Changing global environment

Ramaphosa said South Africa is making progress in enabling its economy to participate in the rapidly changing global environment.

“We have stabilised our energy supply and are modernising our infrastructure. We are opening our ports and rail to private sector investment. We are rolling out a reindustrialisation agenda focused on localisation, green energy and regional integration.

 “We are incentivising electric vehicles and battery production, and supporting green hydrogen value chains through infrastructure and skills investment,” Ramaphosa said.

Partnerships

Ramaphosa added that recent tariff actions by the United States on African goods have highlighted the need to diversify export markets.

“South Africa is a leading exporter of agricultural produce and high-quality industrial products such as automobiles and components. We call on our Japanese counterparts to support tariff cooperation to ease market access for African goods,” Ramaphosa said.

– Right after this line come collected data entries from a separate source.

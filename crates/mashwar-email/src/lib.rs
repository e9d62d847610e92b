// SPDX-FileCopyrightText: 2026 Mashwar Contributors
// SPDX-License-Identifier: MIT OR Apache-2.0

//! Email notification adapter.
//!
//! Composes a plain-text notification per accepted booking and hands it to
//! a [`MailTransport`]: real SMTP when a host is configured, a log-only
//! stub otherwise.

mod channel;
mod message;
mod transport;

pub use channel::EmailChannel;
pub use message::{build_message, DEFAULT_ADMIN_ADDRESS};
pub use transport::{build_transport, LogTransport, MailTransport, SmtpTransport};
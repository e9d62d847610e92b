// SPDX-FileCopyrightText: 2026 Mashwar Contributors
// SPDX-License-Identifier: MIT OR Apache-2.0

//! Provider backends for direct WhatsApp delivery.
//!
//! Each variant of [`Provider`] wraps one vendor API with its own
//! authentication scheme and payload shape. Selection happens once, from
//! configured credentials, in fixed priority order.

use mashwar_config::WhatsAppConfig;
use mashwar_core::MashwarError;
use serde::Serialize;
use tracing::debug;

const TWILIO_BASE_URL: &str = "https://api.twilio.com";
const MESSAGEBIRD_BASE_URL: &str = "https://conversations.messagebird.com";
const CLOUD_API_BASE_URL: &str = "https://graph.facebook.com";

/// Sandbox sender shared by the Twilio and MessageBird defaults.
const DEFAULT_SENDER: &str = "whatsapp:+14155238886";

#[derive(Serialize)]
struct BirdMessage<'a> {
    to: String,
    from: &'a str,
    #[serde(rename = "type")]
    kind: &'static str,
    content: BirdContent<'a>,
}

#[derive(Serialize)]
struct BirdContent<'a> {
    text: &'a str,
}

#[derive(Serialize)]
struct CloudMessage<'a> {
    messaging_product: &'static str,
    to: &'a str,
    #[serde(rename = "type")]
    kind: &'static str,
    text: CloudText<'a>,
}

#[derive(Serialize)]
struct CloudText<'a> {
    body: &'a str,
}

/// A configured direct-send backend.
#[derive(Debug, Clone)]
pub enum Provider {
    /// Twilio messaging API, basic auth with account SID and token.
    Twilio {
        account_sid: String,
        auth_token: String,
        from: String,
        base_url: String,
    },
    /// MessageBird conversations API, `AccessKey` header auth.
    MessageBird {
        api_key: String,
        from: String,
        base_url: String,
    },
    /// WhatsApp Business Cloud API, bearer token plus phone-number id.
    CloudApi {
        token: String,
        phone_id: String,
        base_url: String,
    },
}

impl Provider {
    /// Selects a provider from configured credentials.
    ///
    /// Priority order: Twilio, MessageBird, Cloud API. Returns `None` when
    /// no complete credential set exists, which routes every message to the
    /// manual-link fallback.
    pub fn from_config(config: &WhatsAppConfig) -> Option<Self> {
        if let (Some(sid), Some(token)) =
            (&config.twilio_account_sid, &config.twilio_auth_token)
        {
            return Some(Provider::Twilio {
                account_sid: sid.clone(),
                auth_token: token.clone(),
                from: config
                    .twilio_from
                    .clone()
                    .unwrap_or_else(|| DEFAULT_SENDER.to_string()),
                base_url: TWILIO_BASE_URL.to_string(),
            });
        }

        if let Some(key) = &config.messagebird_api_key {
            return Some(Provider::MessageBird {
                api_key: key.clone(),
                from: config
                    .messagebird_from
                    .clone()
                    .unwrap_or_else(|| DEFAULT_SENDER.to_string()),
                base_url: MESSAGEBIRD_BASE_URL.to_string(),
            });
        }

        if let (Some(token), Some(phone_id)) =
            (&config.business_token, &config.business_phone_id)
        {
            return Some(Provider::CloudApi {
                token: token.clone(),
                phone_id: phone_id.clone(),
                base_url: CLOUD_API_BASE_URL.to_string(),
            });
        }

        None
    }

    /// Provider name for logs and diagnostics.
    pub fn name(&self) -> &'static str {
        match self {
            Provider::Twilio { .. } => "twilio",
            Provider::MessageBird { .. } => "messagebird",
            Provider::CloudApi { .. } => "cloud-api",
        }
    }

    /// Overrides the base URL (for testing with wiremock).
    #[cfg(test)]
    pub fn with_base_url(mut self, url: String) -> Self {
        match &mut self {
            Provider::Twilio { base_url, .. }
            | Provider::MessageBird { base_url, .. }
            | Provider::CloudApi { base_url, .. } => *base_url = url,
        }
        self
    }

    /// Sends one text message to `phone` through the provider API.
    pub async fn send_text(
        &self,
        client: &reqwest::Client,
        phone: &str,
        message: &str,
    ) -> Result<(), MashwarError> {
        match self {
            Provider::Twilio {
                account_sid,
                auth_token,
                from,
                base_url,
            } => {
                let url = format!("{base_url}/2010-04-01/Accounts/{account_sid}/Messages.json");
                let to = format!("whatsapp:{phone}");
                let params = [("From", from.as_str()), ("To", to.as_str()), ("Body", message)];

                let response = client
                    .post(&url)
                    .basic_auth(account_sid, Some(auth_token))
                    .form(&params)
                    .send()
                    .await
                    .map_err(|e| MashwarError::Provider {
                        message: format!("Twilio request failed: {e}"),
                        source: Some(Box::new(e)),
                    })?;

                let status = response.status();
                debug!(status = %status, "twilio response received");
                if !status.is_success() {
                    let body = response.text().await.unwrap_or_default();
                    return Err(MashwarError::Provider {
                        message: format!("Twilio API returned {status}: {body}"),
                        source: None,
                    });
                }
                Ok(())
            }

            Provider::MessageBird {
                api_key,
                from,
                base_url,
            } => {
                let url = format!("{base_url}/v1/send");
                let body = BirdMessage {
                    to: format!("whatsapp:{phone}"),
                    from,
                    kind: "text",
                    content: BirdContent { text: message },
                };

                let response = client
                    .post(&url)
                    .header("Authorization", format!("AccessKey {api_key}"))
                    .json(&body)
                    .send()
                    .await
                    .map_err(|e| MashwarError::Provider {
                        message: format!("MessageBird request failed: {e}"),
                        source: Some(Box::new(e)),
                    })?;

                let status = response.status();
                debug!(status = %status, "messagebird response received");
                if !status.is_success() {
                    let body = response.text().await.unwrap_or_default();
                    return Err(MashwarError::Provider {
                        message: format!("MessageBird API returned {status}: {body}"),
                        source: None,
                    });
                }
                Ok(())
            }

            Provider::CloudApi {
                token,
                phone_id,
                base_url,
            } => {
                let url = format!("{base_url}/v18.0/{phone_id}/messages");
                let body = CloudMessage {
                    messaging_product: "whatsapp",
                    to: phone,
                    kind: "text",
                    text: CloudText { body: message },
                };

                let response = client
                    .post(&url)
                    .bearer_auth(token)
                    .json(&body)
                    .send()
                    .await
                    .map_err(|e| MashwarError::Provider {
                        message: format!("WhatsApp Business API request failed: {e}"),
                        source: Some(Box::new(e)),
                    })?;

                let status = response.status();
                debug!(status = %status, "cloud api response received");
                if !status.is_success() {
                    let body = response.text().await.unwrap_or_default();
                    return Err(MashwarError::Provider {
                        message: format!("WhatsApp Business API returned {status}: {body}"),
                        source: None,
                    });
                }
                Ok(())
            }
        }
    }
}

#[cfg(test)]
mod tests {
    use super::*;
    use wiremock::matchers::{body_partial_json, body_string_contains, header, method, path};
    use wiremock::{Mock, MockServer, ResponseTemplate};

    fn twilio_config() -> WhatsAppConfig {
        WhatsAppConfig {
            twilio_account_sid: Some("AC123".into()),
            twilio_auth_token: Some("secret".into()),
            ..WhatsAppConfig::default()
        }
    }

    #[test]
    fn selection_prefers_twilio_over_others() {
        let config = WhatsAppConfig {
            twilio_account_sid: Some("AC123".into()),
            twilio_auth_token: Some("secret".into()),
            messagebird_api_key: Some("live_key".into()),
            business_token: Some("token".into()),
            business_phone_id: Some("1055".into()),
            ..WhatsAppConfig::default()
        };
        let provider = Provider::from_config(&config).unwrap();
        assert_eq!(provider.name(), "twilio");
    }

    #[test]
    fn selection_falls_through_priority_order() {
        let config = WhatsAppConfig {
            messagebird_api_key: Some("live_key".into()),
            business_token: Some("token".into()),
            business_phone_id: Some("1055".into()),
            ..WhatsAppConfig::default()
        };
        assert_eq!(Provider::from_config(&config).unwrap().name(), "messagebird");

        let config = WhatsAppConfig {
            business_token: Some("token".into()),
            business_phone_id: Some("1055".into()),
            ..WhatsAppConfig::default()
        };
        assert_eq!(Provider::from_config(&config).unwrap().name(), "cloud-api");
    }

    #[test]
    fn no_credentials_selects_nothing() {
        assert!(Provider::from_config(&WhatsAppConfig::default()).is_none());
    }

    #[test]
    fn incomplete_twilio_pair_is_skipped() {
        let config = WhatsAppConfig {
            twilio_account_sid: Some("AC123".into()),
            ..WhatsAppConfig::default()
        };
        assert!(Provider::from_config(&config).is_none());
    }

    #[test]
    fn custom_sender_overrides_sandbox_default() {
        let config = WhatsAppConfig {
            twilio_account_sid: Some("AC123".into()),
            twilio_auth_token: Some("secret".into()),
            twilio_from: Some("whatsapp:+20212345678".into()),
            ..WhatsAppConfig::default()
        };
        match Provider::from_config(&config).unwrap() {
            Provider::Twilio { from, .. } => assert_eq!(from, "whatsapp:+20212345678"),
            other => panic!("expected twilio, got {}", other.name()),
        }
    }

    #[tokio::test]
    async fn twilio_sends_basic_auth_form() {
        let server = MockServer::start().await;

        Mock::given(method("POST"))
            .and(path("/2010-04-01/Accounts/AC123/Messages.json"))
            .and(header("authorization", "Basic QUMxMjM6c2VjcmV0"))
            .and(body_string_contains("From=whatsapp%3A%2B14155238886"))
            .and(body_string_contains("To=whatsapp%3A%2B201001234567"))
            .and(body_string_contains("Body=Your+ride+is+booked"))
            .respond_with(ResponseTemplate::new(201).set_body_json(serde_json::json!({
                "sid": "SM123"
            })))
            .expect(1)
            .mount(&server)
            .await;

        let provider = Provider::from_config(&twilio_config())
            .unwrap()
            .with_base_url(server.uri());
        let client = reqwest::Client::new();
        provider
            .send_text(&client, "+201001234567", "Your ride is booked")
            .await
            .unwrap();
    }

    #[tokio::test]
    async fn messagebird_sends_access_key_json() {
        let server = MockServer::start().await;

        Mock::given(method("POST"))
            .and(path("/v1/send"))
            .and(header("authorization", "AccessKey live_key"))
            .and(body_partial_json(serde_json::json!({
                "to": "whatsapp:201283051333",
                "from": "whatsapp:+14155238886",
                "type": "text",
                "content": {"text": "Hi"}
            })))
            .respond_with(ResponseTemplate::new(200).set_body_json(serde_json::json!({
                "id": "mb-1"
            })))
            .expect(1)
            .mount(&server)
            .await;

        let config = WhatsAppConfig {
            messagebird_api_key: Some("live_key".into()),
            ..WhatsAppConfig::default()
        };
        let provider = Provider::from_config(&config)
            .unwrap()
            .with_base_url(server.uri());
        let client = reqwest::Client::new();
        provider.send_text(&client, "201283051333", "Hi").await.unwrap();
    }

    #[tokio::test]
    async fn cloud_api_sends_bearer_json() {
        let server = MockServer::start().await;

        Mock::given(method("POST"))
            .and(path("/v18.0/1055/messages"))
            .and(header("authorization", "Bearer business-token"))
            .and(body_partial_json(serde_json::json!({
                "messaging_product": "whatsapp",
                "to": "201283051333",
                "type": "text",
                "text": {"body": "Hi"}
            })))
            .respond_with(ResponseTemplate::new(200).set_body_json(serde_json::json!({
                "messages": [{"id": "wamid.1"}]
            })))
            .expect(1)
            .mount(&server)
            .await;

        let config = WhatsAppConfig {
            business_token: Some("business-token".into()),
            business_phone_id: Some("1055".into()),
            ..WhatsAppConfig::default()
        };
        let provider = Provider::from_config(&config)
            .unwrap()
            .with_base_url(server.uri());
        let client = reqwest::Client::new();
        provider.send_text(&client, "201283051333", "Hi").await.unwrap();
    }

    #[tokio::test]
    async fn rejected_send_surfaces_status_and_body() {
        let server = MockServer::start().await;

        Mock::given(method("POST"))
            .respond_with(ResponseTemplate::new(401).set_body_string("invalid credentials"))
            .mount(&server)
            .await;

        let provider = Provider::from_config(&twilio_config())
            .unwrap()
            .with_base_url(server.uri());
        let client = reqwest::Client::new();
        let err = provider
            .send_text(&client, "201283051333", "Hi")
            .await
            .unwrap_err();
        let msg = err.to_string();
        assert!(msg.contains("401"), "got: {msg}");
        assert!(msg.contains("invalid credentials"), "got: {msg}");
    }
}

“We seek partnerships in infrastructure, energy and digital development through blended finance. We also seek partnerships in financing skills development, youth innovation and small business scaling.

“Africa is not seeking aid. It is seeking partners. Partners that understand value co-creation, sustainable development and mutual industrialisation,” the president said.

China

With the summit, Japan hopes to counter China by offering itself as an alternative as the African continent reels from a debt crisis exacerbated by US aid cuts, conflicts and climate change.

China has invested heavily in Africa over the past decade, with its companies signing deals worth hundreds of billions of Dollars to finance shipping ports, railways, roads and other projects under Beijing’s Belt and Road global infrastructure initiative.